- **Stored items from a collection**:
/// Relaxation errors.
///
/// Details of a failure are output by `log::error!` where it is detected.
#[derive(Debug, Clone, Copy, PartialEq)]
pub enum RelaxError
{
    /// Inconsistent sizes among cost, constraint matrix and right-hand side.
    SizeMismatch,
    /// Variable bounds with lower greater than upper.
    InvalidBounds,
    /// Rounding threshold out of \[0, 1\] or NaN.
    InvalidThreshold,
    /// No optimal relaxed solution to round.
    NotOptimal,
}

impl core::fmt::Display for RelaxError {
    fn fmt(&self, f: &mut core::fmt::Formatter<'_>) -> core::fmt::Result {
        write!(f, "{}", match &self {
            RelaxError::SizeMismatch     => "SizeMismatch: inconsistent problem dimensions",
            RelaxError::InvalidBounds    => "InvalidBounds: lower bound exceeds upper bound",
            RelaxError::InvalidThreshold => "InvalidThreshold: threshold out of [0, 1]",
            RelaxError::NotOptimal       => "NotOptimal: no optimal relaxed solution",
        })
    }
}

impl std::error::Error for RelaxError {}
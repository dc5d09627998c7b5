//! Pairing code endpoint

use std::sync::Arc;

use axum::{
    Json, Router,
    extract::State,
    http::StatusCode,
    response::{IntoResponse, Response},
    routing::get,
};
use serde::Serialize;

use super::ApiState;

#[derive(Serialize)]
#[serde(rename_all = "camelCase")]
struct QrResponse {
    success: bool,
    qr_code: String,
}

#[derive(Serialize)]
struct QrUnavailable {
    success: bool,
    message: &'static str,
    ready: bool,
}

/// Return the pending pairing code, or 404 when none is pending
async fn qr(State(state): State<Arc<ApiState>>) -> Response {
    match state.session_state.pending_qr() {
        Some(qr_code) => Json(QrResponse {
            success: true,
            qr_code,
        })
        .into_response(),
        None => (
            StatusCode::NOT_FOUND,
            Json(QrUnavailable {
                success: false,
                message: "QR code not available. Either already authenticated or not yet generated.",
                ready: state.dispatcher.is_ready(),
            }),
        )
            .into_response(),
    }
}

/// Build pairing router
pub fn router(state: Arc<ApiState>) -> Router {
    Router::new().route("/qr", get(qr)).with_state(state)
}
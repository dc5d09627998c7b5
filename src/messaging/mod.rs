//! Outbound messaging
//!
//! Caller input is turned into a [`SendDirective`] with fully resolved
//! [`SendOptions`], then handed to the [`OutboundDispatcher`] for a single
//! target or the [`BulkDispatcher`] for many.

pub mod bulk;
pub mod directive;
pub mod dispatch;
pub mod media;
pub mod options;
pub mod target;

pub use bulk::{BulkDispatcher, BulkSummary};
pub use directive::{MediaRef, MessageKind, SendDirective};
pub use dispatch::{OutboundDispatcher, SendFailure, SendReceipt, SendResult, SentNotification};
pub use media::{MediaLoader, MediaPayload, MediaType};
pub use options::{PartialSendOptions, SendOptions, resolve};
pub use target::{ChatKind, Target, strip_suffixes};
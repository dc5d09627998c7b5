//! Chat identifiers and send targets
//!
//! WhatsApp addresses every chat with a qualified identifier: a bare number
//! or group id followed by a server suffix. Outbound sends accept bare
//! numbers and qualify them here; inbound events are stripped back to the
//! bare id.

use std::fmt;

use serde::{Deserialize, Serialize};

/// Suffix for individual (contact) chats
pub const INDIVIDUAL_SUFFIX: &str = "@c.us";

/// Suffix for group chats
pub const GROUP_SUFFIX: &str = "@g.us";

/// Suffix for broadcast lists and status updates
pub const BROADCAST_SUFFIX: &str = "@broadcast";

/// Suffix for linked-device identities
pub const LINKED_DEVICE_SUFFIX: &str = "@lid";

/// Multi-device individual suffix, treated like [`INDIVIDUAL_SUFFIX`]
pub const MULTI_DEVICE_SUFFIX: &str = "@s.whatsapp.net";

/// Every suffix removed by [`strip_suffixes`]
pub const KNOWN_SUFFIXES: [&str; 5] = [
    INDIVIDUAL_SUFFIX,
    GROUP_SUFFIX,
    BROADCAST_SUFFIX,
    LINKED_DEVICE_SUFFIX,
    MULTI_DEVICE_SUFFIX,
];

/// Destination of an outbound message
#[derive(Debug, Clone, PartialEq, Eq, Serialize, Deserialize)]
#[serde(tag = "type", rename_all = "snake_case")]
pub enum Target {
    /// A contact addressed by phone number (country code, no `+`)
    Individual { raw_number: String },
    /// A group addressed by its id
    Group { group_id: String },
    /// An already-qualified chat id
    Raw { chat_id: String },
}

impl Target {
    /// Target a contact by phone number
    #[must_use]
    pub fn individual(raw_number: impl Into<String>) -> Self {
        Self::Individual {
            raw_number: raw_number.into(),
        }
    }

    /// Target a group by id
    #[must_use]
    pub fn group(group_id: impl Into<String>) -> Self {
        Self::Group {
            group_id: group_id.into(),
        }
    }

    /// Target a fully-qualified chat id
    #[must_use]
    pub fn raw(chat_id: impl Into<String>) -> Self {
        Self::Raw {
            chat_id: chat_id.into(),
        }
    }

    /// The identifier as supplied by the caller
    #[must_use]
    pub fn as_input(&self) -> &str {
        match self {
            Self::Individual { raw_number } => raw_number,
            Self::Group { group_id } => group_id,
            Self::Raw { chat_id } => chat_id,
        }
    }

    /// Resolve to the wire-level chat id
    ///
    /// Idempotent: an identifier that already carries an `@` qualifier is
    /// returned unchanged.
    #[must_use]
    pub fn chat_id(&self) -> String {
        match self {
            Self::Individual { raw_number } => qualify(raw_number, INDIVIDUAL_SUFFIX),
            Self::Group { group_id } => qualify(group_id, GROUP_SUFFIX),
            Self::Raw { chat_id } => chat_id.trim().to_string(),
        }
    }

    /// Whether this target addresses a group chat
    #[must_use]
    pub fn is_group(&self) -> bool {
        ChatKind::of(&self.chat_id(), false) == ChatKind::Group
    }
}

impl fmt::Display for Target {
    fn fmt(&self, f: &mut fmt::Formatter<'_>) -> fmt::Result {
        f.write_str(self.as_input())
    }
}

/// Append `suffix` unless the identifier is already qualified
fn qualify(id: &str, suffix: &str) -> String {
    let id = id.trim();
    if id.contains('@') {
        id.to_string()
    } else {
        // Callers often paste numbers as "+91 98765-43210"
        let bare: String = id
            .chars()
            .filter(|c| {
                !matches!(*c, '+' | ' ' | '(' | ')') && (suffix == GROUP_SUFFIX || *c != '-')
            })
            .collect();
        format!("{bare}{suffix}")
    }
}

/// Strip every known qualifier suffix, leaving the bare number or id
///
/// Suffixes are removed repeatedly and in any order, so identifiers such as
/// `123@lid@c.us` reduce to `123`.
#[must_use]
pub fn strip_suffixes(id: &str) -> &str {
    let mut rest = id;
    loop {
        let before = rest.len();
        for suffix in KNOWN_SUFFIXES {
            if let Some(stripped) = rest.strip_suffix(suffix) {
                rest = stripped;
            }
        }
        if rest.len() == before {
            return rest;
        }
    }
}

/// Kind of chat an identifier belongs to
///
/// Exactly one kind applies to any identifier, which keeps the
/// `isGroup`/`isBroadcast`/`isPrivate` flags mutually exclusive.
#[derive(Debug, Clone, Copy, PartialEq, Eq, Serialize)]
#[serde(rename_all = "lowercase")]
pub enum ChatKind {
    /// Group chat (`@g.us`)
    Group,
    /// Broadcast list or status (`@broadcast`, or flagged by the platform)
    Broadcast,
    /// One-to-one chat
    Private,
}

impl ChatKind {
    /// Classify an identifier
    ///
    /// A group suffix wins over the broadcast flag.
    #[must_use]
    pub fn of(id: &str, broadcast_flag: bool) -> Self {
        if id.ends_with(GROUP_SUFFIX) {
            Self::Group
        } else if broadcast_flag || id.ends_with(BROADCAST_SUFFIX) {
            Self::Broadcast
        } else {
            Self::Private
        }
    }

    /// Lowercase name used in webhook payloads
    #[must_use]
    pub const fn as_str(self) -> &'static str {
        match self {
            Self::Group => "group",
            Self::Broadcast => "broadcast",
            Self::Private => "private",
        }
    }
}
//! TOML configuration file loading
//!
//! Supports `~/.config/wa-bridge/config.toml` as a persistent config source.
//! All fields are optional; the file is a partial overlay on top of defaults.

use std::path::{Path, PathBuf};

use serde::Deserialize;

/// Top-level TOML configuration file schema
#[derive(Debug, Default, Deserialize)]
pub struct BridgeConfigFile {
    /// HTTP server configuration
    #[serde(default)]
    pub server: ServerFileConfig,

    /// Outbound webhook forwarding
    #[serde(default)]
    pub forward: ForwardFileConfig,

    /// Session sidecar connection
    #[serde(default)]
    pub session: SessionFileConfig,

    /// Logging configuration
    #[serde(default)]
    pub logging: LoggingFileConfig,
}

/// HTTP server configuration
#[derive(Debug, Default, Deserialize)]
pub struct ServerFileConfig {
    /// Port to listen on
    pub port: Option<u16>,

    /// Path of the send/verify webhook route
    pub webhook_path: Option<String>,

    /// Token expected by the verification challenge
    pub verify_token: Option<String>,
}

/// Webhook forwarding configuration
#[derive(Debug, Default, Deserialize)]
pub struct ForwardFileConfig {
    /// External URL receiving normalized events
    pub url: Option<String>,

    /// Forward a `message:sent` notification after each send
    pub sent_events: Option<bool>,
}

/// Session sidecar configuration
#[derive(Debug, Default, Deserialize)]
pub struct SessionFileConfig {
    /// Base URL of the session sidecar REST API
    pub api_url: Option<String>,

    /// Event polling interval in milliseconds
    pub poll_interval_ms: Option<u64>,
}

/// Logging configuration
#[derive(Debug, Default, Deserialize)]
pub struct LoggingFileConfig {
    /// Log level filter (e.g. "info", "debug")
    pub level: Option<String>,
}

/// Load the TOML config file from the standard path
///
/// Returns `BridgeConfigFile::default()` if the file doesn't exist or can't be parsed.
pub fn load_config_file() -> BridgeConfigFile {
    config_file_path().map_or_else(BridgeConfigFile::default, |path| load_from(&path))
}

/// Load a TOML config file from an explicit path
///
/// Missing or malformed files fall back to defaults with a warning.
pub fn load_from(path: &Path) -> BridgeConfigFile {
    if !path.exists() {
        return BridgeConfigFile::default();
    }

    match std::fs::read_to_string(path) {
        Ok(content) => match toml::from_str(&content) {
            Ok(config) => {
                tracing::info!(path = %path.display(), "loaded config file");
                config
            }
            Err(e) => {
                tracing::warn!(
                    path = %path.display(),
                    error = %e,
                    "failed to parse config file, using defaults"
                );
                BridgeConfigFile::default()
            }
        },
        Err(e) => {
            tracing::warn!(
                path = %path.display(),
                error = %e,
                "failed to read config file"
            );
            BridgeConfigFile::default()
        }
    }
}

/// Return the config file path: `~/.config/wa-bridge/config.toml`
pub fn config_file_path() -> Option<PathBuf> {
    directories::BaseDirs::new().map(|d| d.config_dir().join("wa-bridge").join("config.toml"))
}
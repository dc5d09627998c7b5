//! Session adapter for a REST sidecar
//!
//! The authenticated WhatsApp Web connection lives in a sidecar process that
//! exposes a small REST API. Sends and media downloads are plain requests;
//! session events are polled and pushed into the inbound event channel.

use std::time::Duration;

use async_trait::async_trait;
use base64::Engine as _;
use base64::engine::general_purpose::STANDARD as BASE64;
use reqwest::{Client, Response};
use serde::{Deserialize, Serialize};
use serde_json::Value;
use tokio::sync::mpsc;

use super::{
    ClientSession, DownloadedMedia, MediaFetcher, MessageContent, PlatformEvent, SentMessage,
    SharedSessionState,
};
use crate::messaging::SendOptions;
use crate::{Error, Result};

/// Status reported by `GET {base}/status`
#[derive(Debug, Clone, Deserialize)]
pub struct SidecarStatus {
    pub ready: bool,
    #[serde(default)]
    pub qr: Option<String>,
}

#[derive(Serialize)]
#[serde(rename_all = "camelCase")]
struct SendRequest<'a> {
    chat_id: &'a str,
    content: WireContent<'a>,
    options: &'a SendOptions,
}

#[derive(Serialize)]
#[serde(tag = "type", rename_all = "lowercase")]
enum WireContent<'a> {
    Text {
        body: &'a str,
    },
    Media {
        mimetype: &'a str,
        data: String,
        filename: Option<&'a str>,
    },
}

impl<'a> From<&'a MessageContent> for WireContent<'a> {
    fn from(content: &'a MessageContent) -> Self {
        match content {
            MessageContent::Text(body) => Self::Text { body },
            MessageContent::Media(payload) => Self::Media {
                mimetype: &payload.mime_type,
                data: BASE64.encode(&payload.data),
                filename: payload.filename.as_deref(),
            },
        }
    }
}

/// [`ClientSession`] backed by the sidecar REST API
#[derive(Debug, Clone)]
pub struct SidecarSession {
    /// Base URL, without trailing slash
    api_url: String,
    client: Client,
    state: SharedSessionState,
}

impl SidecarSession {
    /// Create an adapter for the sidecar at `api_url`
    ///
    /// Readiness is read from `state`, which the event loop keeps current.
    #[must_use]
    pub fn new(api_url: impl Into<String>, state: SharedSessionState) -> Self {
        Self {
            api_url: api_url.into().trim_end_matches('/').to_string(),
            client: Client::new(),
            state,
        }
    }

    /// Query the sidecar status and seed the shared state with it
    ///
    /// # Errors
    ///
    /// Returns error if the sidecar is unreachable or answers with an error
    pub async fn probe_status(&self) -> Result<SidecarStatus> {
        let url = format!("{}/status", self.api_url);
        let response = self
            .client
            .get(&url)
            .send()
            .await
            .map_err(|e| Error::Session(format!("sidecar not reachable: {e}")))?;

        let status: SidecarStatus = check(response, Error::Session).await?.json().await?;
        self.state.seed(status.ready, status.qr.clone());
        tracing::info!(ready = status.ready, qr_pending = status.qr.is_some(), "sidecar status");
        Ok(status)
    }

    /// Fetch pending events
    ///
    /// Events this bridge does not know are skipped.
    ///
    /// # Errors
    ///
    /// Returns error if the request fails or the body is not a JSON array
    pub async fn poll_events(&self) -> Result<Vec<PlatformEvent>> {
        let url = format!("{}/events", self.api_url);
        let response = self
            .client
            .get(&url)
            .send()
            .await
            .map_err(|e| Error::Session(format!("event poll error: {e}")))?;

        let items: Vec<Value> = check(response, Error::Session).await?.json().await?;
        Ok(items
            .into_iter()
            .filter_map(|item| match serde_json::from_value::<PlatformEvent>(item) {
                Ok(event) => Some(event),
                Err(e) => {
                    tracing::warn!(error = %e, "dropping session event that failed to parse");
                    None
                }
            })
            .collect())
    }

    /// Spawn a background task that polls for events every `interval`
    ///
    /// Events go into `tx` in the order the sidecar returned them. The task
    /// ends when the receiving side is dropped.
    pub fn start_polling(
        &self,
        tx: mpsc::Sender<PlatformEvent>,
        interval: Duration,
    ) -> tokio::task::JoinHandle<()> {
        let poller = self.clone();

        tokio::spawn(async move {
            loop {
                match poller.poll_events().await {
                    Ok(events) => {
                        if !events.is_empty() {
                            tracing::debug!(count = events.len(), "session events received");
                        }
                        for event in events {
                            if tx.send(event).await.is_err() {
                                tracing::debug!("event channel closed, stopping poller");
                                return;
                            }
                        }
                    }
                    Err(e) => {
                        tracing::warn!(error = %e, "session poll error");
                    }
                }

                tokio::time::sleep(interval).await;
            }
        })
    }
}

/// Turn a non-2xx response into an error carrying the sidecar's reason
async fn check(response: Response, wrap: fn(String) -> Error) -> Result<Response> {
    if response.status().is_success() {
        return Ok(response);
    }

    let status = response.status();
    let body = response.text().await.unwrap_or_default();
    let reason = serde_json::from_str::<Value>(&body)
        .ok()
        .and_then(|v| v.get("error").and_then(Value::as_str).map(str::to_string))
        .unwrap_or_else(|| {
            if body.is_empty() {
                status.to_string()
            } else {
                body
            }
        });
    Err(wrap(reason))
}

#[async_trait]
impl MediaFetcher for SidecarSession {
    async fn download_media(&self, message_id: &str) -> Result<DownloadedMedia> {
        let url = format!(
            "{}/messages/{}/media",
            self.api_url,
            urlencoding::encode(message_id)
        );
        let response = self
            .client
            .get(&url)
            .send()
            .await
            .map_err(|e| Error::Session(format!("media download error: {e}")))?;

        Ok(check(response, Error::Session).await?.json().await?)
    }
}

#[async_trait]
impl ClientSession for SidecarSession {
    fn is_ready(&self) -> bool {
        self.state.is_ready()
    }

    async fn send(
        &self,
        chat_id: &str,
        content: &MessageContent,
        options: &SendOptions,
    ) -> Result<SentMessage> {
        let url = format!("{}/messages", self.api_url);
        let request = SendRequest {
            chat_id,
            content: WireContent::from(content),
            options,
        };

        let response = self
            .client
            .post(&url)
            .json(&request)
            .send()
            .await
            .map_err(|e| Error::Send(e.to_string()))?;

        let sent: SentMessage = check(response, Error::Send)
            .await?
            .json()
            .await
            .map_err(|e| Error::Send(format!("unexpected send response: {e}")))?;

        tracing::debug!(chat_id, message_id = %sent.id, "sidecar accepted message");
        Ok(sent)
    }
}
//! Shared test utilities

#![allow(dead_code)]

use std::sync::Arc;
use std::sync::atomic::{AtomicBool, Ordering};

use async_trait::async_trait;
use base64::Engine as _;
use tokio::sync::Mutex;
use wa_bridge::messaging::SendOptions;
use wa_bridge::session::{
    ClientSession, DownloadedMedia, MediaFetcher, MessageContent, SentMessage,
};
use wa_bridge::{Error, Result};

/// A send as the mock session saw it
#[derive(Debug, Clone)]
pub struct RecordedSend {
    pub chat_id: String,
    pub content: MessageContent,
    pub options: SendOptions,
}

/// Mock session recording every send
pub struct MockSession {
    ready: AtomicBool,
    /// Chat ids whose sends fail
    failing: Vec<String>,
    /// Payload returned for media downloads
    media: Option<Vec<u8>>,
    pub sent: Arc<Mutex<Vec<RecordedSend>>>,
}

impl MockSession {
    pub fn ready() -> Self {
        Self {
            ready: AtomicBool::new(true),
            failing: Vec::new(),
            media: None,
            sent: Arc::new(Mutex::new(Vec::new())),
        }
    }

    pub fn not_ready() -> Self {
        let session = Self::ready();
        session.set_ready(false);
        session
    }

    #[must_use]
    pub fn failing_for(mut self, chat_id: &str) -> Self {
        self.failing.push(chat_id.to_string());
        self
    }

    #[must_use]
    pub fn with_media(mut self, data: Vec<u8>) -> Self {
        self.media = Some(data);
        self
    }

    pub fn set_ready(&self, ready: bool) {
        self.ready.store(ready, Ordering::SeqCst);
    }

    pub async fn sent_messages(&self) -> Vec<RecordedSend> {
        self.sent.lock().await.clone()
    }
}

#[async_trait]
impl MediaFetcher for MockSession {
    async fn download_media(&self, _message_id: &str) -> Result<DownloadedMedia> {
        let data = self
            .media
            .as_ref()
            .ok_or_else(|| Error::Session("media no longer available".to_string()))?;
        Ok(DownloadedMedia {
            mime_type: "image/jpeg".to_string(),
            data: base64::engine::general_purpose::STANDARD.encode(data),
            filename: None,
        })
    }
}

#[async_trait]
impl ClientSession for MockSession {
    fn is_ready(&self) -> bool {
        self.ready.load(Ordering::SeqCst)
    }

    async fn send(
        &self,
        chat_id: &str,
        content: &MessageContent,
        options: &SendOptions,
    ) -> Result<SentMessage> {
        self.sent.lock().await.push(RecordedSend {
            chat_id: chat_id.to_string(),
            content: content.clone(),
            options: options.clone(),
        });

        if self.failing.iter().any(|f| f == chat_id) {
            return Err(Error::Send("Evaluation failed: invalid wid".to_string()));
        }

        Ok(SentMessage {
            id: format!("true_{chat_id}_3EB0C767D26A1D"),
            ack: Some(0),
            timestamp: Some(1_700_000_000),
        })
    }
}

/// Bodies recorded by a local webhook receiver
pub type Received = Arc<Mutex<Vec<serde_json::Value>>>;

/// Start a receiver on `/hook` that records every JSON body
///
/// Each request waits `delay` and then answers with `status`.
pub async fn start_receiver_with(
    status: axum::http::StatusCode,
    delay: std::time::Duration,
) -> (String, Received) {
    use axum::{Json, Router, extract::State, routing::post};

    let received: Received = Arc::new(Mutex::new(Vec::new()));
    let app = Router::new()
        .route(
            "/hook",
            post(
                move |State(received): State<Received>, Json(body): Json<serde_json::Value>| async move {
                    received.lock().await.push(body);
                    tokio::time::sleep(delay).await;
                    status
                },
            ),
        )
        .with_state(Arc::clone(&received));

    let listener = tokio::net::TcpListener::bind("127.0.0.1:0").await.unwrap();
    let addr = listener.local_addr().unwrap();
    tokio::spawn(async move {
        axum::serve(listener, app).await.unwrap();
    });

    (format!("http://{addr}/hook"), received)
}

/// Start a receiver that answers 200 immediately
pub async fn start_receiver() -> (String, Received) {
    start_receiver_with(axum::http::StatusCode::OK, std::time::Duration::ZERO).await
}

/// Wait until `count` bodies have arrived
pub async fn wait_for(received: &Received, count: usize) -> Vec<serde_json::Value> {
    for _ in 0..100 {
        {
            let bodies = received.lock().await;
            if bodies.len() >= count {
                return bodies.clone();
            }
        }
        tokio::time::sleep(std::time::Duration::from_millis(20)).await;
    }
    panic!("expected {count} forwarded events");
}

- **Aim of the task**: Look through the records and gather each line with the word "RelaxError".

- **Output**:
pub enum RelaxError
impl core::fmt::Display for RelaxError {
            RelaxError::SizeMismatch     => "SizeMismatch: inconsistent problem dimensions",
            RelaxError::InvalidBounds    => "InvalidBounds: lower bound exceeds upper bound",
            RelaxError::InvalidThreshold => "InvalidThreshold: threshold out of [0, 1]",
            RelaxError::NotOptimal       => "NotOptimal: no optimal relaxed solution",
impl std::error::Error for RelaxError {}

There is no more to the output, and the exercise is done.